- [Extracted data]
_ _ _ _ _

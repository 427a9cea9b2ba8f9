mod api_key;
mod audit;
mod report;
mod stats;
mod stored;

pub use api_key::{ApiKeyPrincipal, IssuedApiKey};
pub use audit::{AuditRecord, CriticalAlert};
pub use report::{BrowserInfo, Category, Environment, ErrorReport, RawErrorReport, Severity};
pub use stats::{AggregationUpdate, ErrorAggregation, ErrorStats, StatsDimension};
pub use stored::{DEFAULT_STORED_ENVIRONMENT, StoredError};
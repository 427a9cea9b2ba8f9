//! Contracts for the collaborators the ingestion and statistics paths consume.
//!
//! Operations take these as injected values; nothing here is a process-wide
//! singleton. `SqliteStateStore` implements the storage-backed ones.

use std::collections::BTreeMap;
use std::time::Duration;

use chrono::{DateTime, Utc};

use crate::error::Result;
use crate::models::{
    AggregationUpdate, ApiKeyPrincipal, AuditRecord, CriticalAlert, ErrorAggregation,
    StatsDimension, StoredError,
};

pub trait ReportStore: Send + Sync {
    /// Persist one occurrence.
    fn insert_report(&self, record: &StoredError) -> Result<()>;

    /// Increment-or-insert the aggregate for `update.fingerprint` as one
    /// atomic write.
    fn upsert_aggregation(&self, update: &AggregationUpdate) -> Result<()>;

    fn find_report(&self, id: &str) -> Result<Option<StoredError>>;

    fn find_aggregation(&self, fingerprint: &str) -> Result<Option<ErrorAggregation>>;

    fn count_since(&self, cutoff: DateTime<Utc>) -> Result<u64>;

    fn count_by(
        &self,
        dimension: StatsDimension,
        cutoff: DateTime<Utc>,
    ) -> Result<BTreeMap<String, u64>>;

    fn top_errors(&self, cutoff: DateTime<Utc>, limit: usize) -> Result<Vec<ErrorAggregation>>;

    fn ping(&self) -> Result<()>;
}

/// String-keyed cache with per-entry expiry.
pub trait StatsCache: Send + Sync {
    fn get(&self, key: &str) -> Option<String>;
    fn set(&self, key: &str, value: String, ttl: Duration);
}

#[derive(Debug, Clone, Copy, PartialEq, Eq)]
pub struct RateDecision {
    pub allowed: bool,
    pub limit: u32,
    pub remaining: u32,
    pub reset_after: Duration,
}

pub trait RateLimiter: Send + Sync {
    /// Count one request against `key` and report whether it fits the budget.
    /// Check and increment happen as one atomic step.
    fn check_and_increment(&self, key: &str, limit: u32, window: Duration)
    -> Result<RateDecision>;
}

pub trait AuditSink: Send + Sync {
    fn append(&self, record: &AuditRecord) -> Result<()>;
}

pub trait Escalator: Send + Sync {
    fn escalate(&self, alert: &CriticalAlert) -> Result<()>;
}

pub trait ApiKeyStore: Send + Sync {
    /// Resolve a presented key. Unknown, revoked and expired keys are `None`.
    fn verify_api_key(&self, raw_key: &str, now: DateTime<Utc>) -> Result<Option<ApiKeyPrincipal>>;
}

_ _ _ _ _

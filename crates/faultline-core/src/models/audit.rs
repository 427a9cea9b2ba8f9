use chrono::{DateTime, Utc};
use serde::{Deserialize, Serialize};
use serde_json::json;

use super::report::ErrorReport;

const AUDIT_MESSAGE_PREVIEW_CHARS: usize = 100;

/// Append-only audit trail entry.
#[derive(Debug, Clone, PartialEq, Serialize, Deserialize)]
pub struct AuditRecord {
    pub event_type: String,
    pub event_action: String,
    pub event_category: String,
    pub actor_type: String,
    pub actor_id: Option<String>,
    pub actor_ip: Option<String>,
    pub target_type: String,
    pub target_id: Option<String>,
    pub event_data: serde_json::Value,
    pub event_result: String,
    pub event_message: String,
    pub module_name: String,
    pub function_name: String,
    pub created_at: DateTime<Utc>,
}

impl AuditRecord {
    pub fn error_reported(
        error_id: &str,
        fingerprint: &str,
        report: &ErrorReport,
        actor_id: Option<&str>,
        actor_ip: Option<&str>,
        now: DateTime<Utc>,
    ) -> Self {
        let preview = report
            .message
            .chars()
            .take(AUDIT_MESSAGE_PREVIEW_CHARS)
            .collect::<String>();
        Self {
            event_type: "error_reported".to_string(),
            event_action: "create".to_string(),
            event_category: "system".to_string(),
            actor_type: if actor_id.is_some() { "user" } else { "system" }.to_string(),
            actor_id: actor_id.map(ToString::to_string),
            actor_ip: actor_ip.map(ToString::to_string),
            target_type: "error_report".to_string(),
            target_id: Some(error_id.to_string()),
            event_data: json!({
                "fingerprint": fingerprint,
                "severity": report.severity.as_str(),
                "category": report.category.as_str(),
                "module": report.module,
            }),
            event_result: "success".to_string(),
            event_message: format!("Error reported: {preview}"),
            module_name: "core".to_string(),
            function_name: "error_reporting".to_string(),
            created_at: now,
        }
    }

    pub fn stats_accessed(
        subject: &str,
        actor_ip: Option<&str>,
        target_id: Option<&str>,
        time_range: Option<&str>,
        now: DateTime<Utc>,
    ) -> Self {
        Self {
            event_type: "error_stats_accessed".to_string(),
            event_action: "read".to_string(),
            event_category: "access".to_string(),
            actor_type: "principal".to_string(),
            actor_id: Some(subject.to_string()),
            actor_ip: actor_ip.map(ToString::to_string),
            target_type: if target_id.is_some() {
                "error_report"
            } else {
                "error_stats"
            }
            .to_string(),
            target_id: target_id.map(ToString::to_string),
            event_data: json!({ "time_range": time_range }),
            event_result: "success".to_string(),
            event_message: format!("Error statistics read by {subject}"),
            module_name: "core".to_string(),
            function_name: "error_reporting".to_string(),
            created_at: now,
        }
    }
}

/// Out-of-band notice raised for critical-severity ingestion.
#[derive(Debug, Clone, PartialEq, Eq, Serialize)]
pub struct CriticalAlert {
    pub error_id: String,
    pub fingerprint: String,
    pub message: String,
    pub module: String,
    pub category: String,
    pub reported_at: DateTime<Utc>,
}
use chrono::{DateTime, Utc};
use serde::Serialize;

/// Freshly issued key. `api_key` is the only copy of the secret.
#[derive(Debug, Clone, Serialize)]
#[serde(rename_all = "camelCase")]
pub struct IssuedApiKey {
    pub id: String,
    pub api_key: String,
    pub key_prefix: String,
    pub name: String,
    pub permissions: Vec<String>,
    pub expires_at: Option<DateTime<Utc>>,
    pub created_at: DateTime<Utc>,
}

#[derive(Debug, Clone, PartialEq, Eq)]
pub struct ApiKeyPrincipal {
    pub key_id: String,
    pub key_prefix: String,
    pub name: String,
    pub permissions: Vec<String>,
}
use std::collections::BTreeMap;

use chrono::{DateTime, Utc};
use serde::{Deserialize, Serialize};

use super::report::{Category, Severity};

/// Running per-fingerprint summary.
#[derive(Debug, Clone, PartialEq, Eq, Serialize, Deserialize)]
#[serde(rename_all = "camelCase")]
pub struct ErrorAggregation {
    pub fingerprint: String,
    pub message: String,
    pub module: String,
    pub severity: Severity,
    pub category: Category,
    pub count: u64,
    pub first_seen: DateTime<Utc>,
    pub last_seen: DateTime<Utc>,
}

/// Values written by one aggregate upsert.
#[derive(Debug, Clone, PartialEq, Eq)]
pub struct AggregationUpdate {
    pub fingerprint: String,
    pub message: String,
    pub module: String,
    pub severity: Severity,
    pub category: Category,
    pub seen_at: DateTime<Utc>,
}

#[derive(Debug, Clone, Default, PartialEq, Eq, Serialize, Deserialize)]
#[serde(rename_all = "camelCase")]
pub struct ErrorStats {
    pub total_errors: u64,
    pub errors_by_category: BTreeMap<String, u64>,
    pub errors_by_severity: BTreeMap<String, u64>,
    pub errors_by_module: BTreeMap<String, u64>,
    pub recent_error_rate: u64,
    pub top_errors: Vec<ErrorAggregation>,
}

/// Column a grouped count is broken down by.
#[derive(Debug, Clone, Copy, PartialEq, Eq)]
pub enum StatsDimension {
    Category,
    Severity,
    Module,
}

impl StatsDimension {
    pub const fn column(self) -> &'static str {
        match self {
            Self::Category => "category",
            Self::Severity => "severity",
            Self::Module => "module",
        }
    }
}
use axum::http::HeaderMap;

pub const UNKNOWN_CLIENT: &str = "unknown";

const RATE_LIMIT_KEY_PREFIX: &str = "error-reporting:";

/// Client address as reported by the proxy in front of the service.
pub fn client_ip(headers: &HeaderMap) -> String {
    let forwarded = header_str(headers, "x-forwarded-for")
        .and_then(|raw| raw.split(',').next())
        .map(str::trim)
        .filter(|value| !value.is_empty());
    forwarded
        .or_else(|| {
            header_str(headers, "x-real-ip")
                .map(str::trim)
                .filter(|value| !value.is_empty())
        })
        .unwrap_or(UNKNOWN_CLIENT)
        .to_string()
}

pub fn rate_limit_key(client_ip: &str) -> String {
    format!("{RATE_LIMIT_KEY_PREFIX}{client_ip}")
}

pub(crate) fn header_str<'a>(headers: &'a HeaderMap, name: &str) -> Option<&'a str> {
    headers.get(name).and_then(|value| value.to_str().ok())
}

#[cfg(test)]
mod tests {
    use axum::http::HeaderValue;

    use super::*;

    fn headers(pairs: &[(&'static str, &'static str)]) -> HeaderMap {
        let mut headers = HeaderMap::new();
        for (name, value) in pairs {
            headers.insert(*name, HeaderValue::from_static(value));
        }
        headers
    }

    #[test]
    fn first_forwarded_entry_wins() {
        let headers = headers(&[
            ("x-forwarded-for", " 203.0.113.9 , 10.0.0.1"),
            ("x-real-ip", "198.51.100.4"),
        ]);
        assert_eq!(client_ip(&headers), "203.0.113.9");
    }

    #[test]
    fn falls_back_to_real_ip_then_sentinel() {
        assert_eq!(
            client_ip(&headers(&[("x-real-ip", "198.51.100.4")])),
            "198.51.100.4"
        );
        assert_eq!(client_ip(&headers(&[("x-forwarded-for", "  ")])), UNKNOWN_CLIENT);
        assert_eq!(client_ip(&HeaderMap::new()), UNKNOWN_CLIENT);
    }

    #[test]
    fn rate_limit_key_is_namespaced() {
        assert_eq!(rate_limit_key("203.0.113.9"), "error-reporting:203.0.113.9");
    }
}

_ _ _ _ _

Using the data above, show each line where "struct" occurs.

- [Answer to the exercise]
pub struct RateDecision {
pub struct AuditRecord {
pub struct CriticalAlert {
pub struct IssuedApiKey {
pub struct ApiKeyPrincipal {
pub struct ErrorAggregation {
pub struct AggregationUpdate {
pub struct ErrorStats {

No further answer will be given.